//! Transaction signing through an external signing relay.
//!
//! The relay owns the wallet key. We hand it the unsigned messages plus
//! account number, sequence and fee settings and get a signed StdTx back,
//! ready for broadcast.
//!
//! Sequence numbers are tracked locally with atomics so consecutive
//! transactions do not need an account query each time.

use serde::{Deserialize, Serialize};
use serde_json::Value;
use std::sync::atomic::{AtomicU64, Ordering};
use std::time::{Duration, Instant};
use tracing::{debug, info};

use crate::error::{ChainError, ChainResult};
use crate::types::Message;

/// Default gas price paid in the stable denom.
pub const DEFAULT_GAS_PRICES: &str = "0.15uusd";
/// Default multiplier on simulated gas.
pub const DEFAULT_GAS_ADJUSTMENT: f64 = 1.4;

/// Account fields required to sign.
#[derive(Debug, Clone, Copy, PartialEq, Eq)]
pub struct AccountInfo {
    pub account_number: u64,
    pub sequence: u64,
}

/// Cached account sequence.
#[derive(Debug)]
pub struct SequenceManager {
    current: AtomicU64,
}

impl SequenceManager {
    pub fn new(initial: u64) -> Self {
        Self {
            current: AtomicU64::new(initial),
        }
    }

    /// Take the next sequence and advance the counter.
    #[inline]
    pub fn next(&self) -> u64 {
        self.current.fetch_add(1, Ordering::SeqCst)
    }

    #[inline]
    pub fn current(&self) -> u64 {
        self.current.load(Ordering::SeqCst)
    }

    /// Give back a sequence that was never broadcast.
    ///
    /// Only rolls back when `sequence` is the most recently issued one.
    pub fn rollback(&self, sequence: u64) {
        let _ = self.current.compare_exchange(
            sequence + 1,
            sequence,
            Ordering::SeqCst,
            Ordering::SeqCst,
        );
    }

    /// Reset to the chain value (after a failed broadcast).
    pub fn reset(&self, chain_sequence: u64) {
        self.current.store(chain_sequence, Ordering::SeqCst);
    }
}

#[derive(Debug, Serialize)]
struct SignRequest<'a> {
    chain_id: &'a str,
    account_number: u64,
    sequence: u64,
    msgs: &'a [Message],
    gas_prices: &'a str,
    gas_adjustment: f64,
    #[serde(skip_serializing_if = "Option::is_none")]
    memo: Option<&'a str>,
}

#[derive(Debug, Deserialize)]
struct SignResponse {
    tx: Value,
}

/// Client for the signing relay.
pub struct SigningRelay {
    client: reqwest::Client,
    url: String,
    chain_id: String,
    gas_prices: String,
    gas_adjustment: f64,
    memo: Option<String>,
    account_number: AtomicU64,
    sequence: SequenceManager,
}

impl std::fmt::Debug for SigningRelay {
    fn fmt(&self, f: &mut std::fmt::Formatter<'_>) -> std::fmt::Result {
        f.debug_struct("SigningRelay")
            .field("url", &self.url)
            .field("chain_id", &self.chain_id)
            .field("gas_prices", &self.gas_prices)
            .field("gas_adjustment", &self.gas_adjustment)
            .finish()
    }
}

/// Builder for [`SigningRelay`].
pub struct SigningRelayBuilder {
    url: String,
    chain_id: String,
    gas_prices: Option<String>,
    gas_adjustment: Option<f64>,
    memo: Option<String>,
    timeout: Duration,
}

impl SigningRelayBuilder {
    pub fn new(url: impl Into<String>, chain_id: impl Into<String>) -> Self {
        Self {
            url: url.into(),
            chain_id: chain_id.into(),
            gas_prices: None,
            gas_adjustment: None,
            memo: None,
            timeout: Duration::from_secs(30),
        }
    }

    pub fn gas_prices(mut self, prices: impl Into<String>) -> Self {
        self.gas_prices = Some(prices.into());
        self
    }

    pub fn gas_adjustment(mut self, adjustment: f64) -> Self {
        self.gas_adjustment = Some(adjustment);
        self
    }

    pub fn memo(mut self, memo: impl Into<String>) -> Self {
        self.memo = Some(memo.into());
        self
    }

    pub fn timeout(mut self, timeout: Duration) -> Self {
        self.timeout = timeout;
        self
    }

    pub fn build(self) -> ChainResult<SigningRelay> {
        let client = reqwest::Client::builder()
            .timeout(self.timeout)
            .build()
            .map_err(|source| ChainError::Http {
                path: self.url.clone(),
                source,
            })?;

        let relay = SigningRelay {
            client,
            url: self.url.trim_end_matches('/').to_string(),
            chain_id: self.chain_id,
            gas_prices: self.gas_prices.unwrap_or_else(|| DEFAULT_GAS_PRICES.to_string()),
            gas_adjustment: self.gas_adjustment.unwrap_or(DEFAULT_GAS_ADJUSTMENT),
            memo: self.memo,
            account_number: AtomicU64::new(0),
            sequence: SequenceManager::new(0),
        };

        info!(
            relay = %relay.url,
            chain_id = %relay.chain_id,
            gas_prices = %relay.gas_prices,
            gas_adjustment = relay.gas_adjustment,
            "Signing relay configured"
        );

        Ok(relay)
    }
}

impl SigningRelay {
    pub fn sequence(&self) -> &SequenceManager {
        &self.sequence
    }

    /// Adopt account number and sequence read from chain.
    pub fn sync_account(&self, account: AccountInfo) {
        self.account_number
            .store(account.account_number, Ordering::SeqCst);
        self.sequence.reset(account.sequence);
    }

    pub fn account_number(&self) -> u64 {
        self.account_number.load(Ordering::SeqCst)
    }

    /// Ask the relay to sign `messages` at `sequence`.
    pub async fn sign(&self, messages: &[Message], sequence: u64) -> ChainResult<Value> {
        let start = Instant::now();
        let request = SignRequest {
            chain_id: &self.chain_id,
            account_number: self.account_number(),
            sequence,
            msgs: messages,
            gas_prices: &self.gas_prices,
            gas_adjustment: self.gas_adjustment,
            memo: self.memo.as_deref(),
        };

        let url = format!("{}/sign", self.url);
        let response = self
            .client
            .post(&url)
            .json(&request)
            .send()
            .await
            .map_err(|source| ChainError::Http {
                path: "/sign".to_string(),
                source,
            })?;

        if !response.status().is_success() {
            let status = response.status();
            let body = response.text().await.unwrap_or_default();
            return Err(ChainError::Signing(format!("{status}: {body}")));
        }

        let signed: SignResponse = response
            .json()
            .await
            .map_err(|e| ChainError::Signing(e.to_string()))?;

        debug!(
            sequence = sequence,
            messages = messages.len(),
            sign_ms = start.elapsed().as_millis(),
            "Transaction signed"
        );

        Ok(signed.tx)
    }
}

--- --- ---

◆ **Exercise brief**
Working from the records above, write out verbatim only the lines from the line containing "pub struct SequenceManager" through the line containing "pub fn next(&self)".

◆ **Result of the exercise**
pub struct SequenceManager {
    current: AtomicU64,
}

impl SequenceManager {
    pub fn new(initial: u64) -> Self {
        Self {
            current: AtomicU64::new(initial),
        }
    }

    /// Take the next sequence and advance the counter.
    #[inline]
    pub fn next(&self) -> u64 {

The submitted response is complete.